* ACTIVITY: Select all lines in the records that include "first".

───── DATA TO EXAMINE

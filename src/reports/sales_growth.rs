//! Sales trend over the POS bill exports, current window against the window
//! before it.

use chrono::{Datelike, Duration, NaiveDate};

use crate::aggregate::Aggregator;
use crate::error::{OutletError, Result};
use crate::filter::{FilterSelection, Selection};
use crate::models::{Fact, SaleEntry};
use crate::period::{pct_delta, sales_window, Window, WindowBasis};

use super::{Metric, Report, ReportTable, Value};

/// Monday to Sunday calendar week, `04 Mar - 10 Mar`.
pub fn week_label(date: NaiveDate) -> String {
    let monday = date - Duration::days(date.weekday().num_days_from_monday() as i64);
    let sunday = monday + Duration::days(6);
    format!("{} - {}", monday.format("%d %b"), sunday.format("%d %b"))
}

/// `04-Mar-2024`
pub fn day_label(date: NaiveDate) -> String {
    date.format("%d-%b-%Y").to_string()
}

pub fn parse_day(raw: &str) -> Result<NaiveDate> {
    NaiveDate::parse_from_str(raw.trim(), "%d-%b-%Y")
        .or_else(|_| NaiveDate::parse_from_str(raw.trim(), "%Y-%m-%d"))
        .map_err(|_| OutletError::InvalidDate(raw.to_string()))
}

/// Filters for this view. `weeks` holds calendar-week labels rather than
/// settlement weeks.
#[derive(Debug, Clone, Default)]
pub struct SalesSelection {
    pub years: Selection<i32>,
    pub months: Selection<u32>,
    pub weeks: Selection<String>,
    pub days: Selection<NaiveDate>,
    pub outlets: Selection<String>,
}

impl SalesSelection {
    pub fn from_filter(filter: &FilterSelection, days: Selection<NaiveDate>) -> Self {
        Self {
            years: filter.years.clone(),
            months: filter.months.clone(),
            weeks: filter.weeks.clone(),
            days,
            outlets: filter.locations.clone(),
        }
    }

    fn matches_period(&self, sale: &SaleEntry) -> bool {
        self.years.allows(&sale.year())
            && self.months.allows(&sale.month())
            && self.weeks.allows_str(&week_label(sale.date))
            && self.days.allows(&sale.date)
    }

    fn basis(&self) -> WindowBasis {
        WindowBasis {
            days: !self.days.is_all(),
            weeks: self.weeks.values().map_or(0, |w| w.len()),
            months: !self.months.is_all(),
            years: !self.years.is_all(),
        }
    }
}

#[derive(Debug, Clone, PartialEq)]
pub struct SalesGrowth {
    pub current: Window,
    pub previous: Window,
    pub current_sales: f64,
    pub previous_sales: f64,
    pub growth: f64,
}

fn total_in(entries: &[SaleEntry], window: Window, outlets: &Selection<String>) -> f64 {
    entries
        .iter()
        .filter(|s| window.contains(s.date) && outlets.allows_str(&s.location))
        .map(SaleEntry::sales_value)
        .sum()
}

pub fn growth(entries: &[SaleEntry], selection: &SalesSelection) -> Result<SalesGrowth> {
    let mut dates = entries
        .iter()
        .filter(|s| selection.matches_period(s))
        .map(|s| s.date);
    let first = dates.next().ok_or(OutletError::NoDataForFilter)?;
    let (start, end) = dates.fold((first, first), |(lo, hi), d| (lo.min(d), hi.max(d)));

    let current = Window { start, end };
    let previous = sales_window(current, selection.basis());
    let current_sales = total_in(entries, current, &selection.outlets);
    let previous_sales = total_in(entries, previous, &selection.outlets);
    tracing::debug!(?current, ?previous, current_sales, previous_sales, "sales windows");

    Ok(SalesGrowth {
        current,
        previous,
        current_sales,
        previous_sales,
        growth: pct_delta(current_sales, previous_sales),
    })
}

fn growth_note(growth: f64) -> String {
    if growth > 0.0 {
        format!("▲ {growth:.2}% increase vs previous period")
    } else if growth < 0.0 {
        format!("▼ {:.2}% decrease vs previous period", growth.abs())
    } else {
        "No change vs previous period".to_string()
    }
}

fn window_note(w: &Window) -> String {
    format!("{} to {}", day_label(w.start), day_label(w.end))
}

pub fn build(entries: &[SaleEntry], selection: &SalesSelection) -> Result<Report> {
    let g = growth(entries, selection)?;

    let mut report = Report::new("Sales Trends");
    report.subtitle = Some(format!(
        "{} compared with {}",
        window_note(&g.current),
        window_note(&g.previous)
    ));
    report.metrics = vec![
        Metric::new("Current Period Sales", Value::Whole(g.current_sales)).note(growth_note(g.growth)),
        Metric::new("Previous Period Sales", Value::Whole(g.previous_sales)).note(window_note(&g.previous)),
    ];

    let current_rows: Vec<&SaleEntry> = entries
        .iter()
        .filter(|s| g.current.contains(s.date) && selection.outlets.allows_str(&s.location))
        .collect();
    let by_tab: fn(&SaleEntry) -> String = |s| s.tab.clone();
    let by_outlet: fn(&SaleEntry) -> String = |s| s.location.clone();
    for (slug, title, key, by) in [
        ("tabs", "Sales by Tab", "Tab", by_tab),
        ("outlets", "Sales by Outlet", "Outlet", by_outlet),
    ] {
        let grouped = Aggregator::new()
            .group_by(key, by)
            .sum("Sales Value", |s: &SaleEntry| s.sales_value())
            .run(current_rows.iter().copied());
        let mut table = ReportTable::new(slug, title, &[key, "Sales Value"]);
        for group in &grouped.groups {
            table.push(vec![
                Value::text(&group.keys[0]),
                Value::Whole(grouped.value(group, "Sales Value")),
            ]);
        }
        table.push_total(vec![Value::text("Total"), Value::Whole(grouped.total("Sales Value"))]);
        report.tables.push(table);
    }
    Ok(report)
}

──────────

* OUTPUT BELOW:
    let first = dates.next().ok_or(OutletError::NoDataForFilter)?;
    let (start, end) = dates.fold((first, first), |(lo, hi), d| (lo.min(d), hi.max(d)));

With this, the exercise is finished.